Problem description: Give the count of lines in the data that include "database", with no other words.

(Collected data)
╔══

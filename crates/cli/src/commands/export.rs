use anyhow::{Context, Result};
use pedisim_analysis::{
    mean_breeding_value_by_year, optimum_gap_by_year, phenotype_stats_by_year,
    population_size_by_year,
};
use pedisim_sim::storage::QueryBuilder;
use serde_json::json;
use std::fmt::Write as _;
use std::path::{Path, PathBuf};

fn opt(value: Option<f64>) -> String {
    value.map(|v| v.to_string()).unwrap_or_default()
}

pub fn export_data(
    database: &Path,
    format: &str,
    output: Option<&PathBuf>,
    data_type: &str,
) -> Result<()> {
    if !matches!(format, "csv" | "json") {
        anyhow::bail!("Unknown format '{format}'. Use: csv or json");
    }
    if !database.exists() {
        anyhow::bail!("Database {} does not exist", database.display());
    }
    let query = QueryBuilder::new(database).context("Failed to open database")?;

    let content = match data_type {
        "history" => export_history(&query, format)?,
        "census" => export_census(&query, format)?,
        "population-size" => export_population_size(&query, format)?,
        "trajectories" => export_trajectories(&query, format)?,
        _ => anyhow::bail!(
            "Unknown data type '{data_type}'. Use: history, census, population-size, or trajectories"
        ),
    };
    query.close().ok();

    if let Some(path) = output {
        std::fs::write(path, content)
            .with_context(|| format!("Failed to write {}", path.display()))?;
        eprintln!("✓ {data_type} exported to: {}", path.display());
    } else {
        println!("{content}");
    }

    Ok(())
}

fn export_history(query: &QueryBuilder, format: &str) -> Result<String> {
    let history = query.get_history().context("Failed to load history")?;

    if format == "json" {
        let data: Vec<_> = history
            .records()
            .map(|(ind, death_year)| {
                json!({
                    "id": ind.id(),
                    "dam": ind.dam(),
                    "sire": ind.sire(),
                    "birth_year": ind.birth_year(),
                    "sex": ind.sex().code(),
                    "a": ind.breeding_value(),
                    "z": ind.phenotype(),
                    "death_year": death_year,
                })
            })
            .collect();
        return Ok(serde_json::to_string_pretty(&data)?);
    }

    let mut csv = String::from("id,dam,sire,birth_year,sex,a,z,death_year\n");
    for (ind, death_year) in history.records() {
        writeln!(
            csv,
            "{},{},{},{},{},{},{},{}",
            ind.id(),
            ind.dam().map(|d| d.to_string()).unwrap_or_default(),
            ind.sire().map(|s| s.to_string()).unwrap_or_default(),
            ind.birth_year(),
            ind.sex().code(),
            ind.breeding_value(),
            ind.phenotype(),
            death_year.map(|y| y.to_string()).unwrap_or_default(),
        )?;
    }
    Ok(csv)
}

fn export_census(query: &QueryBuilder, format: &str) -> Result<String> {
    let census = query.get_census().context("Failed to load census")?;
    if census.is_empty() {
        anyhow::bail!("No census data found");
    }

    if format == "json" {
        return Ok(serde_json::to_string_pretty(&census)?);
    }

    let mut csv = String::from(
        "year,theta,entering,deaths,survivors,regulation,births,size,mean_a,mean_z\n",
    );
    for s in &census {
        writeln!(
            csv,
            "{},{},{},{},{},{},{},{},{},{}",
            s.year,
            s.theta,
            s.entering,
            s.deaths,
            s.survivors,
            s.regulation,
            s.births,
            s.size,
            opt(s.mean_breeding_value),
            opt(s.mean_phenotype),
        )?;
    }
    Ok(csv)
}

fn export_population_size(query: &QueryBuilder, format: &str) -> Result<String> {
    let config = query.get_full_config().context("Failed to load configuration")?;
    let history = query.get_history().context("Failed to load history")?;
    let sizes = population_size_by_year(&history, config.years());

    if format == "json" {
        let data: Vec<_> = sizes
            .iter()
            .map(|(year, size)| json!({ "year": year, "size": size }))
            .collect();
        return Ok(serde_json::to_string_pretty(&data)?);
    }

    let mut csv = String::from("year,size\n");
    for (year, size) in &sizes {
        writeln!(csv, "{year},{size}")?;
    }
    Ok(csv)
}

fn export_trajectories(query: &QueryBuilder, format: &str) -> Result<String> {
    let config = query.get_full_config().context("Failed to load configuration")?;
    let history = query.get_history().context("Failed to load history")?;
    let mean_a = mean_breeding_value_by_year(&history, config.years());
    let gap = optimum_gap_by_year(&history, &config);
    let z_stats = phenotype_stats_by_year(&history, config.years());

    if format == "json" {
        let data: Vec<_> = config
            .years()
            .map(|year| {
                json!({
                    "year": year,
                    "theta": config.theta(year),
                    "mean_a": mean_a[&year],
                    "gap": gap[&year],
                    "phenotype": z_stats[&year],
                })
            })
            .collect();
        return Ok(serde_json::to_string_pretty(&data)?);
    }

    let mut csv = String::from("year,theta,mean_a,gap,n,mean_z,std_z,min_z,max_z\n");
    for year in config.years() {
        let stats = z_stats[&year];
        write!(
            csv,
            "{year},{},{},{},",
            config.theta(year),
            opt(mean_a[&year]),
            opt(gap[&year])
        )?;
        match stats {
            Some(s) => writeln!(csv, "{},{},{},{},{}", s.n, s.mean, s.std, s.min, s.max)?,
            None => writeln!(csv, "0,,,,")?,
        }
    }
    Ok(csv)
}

╚══

Task output: 4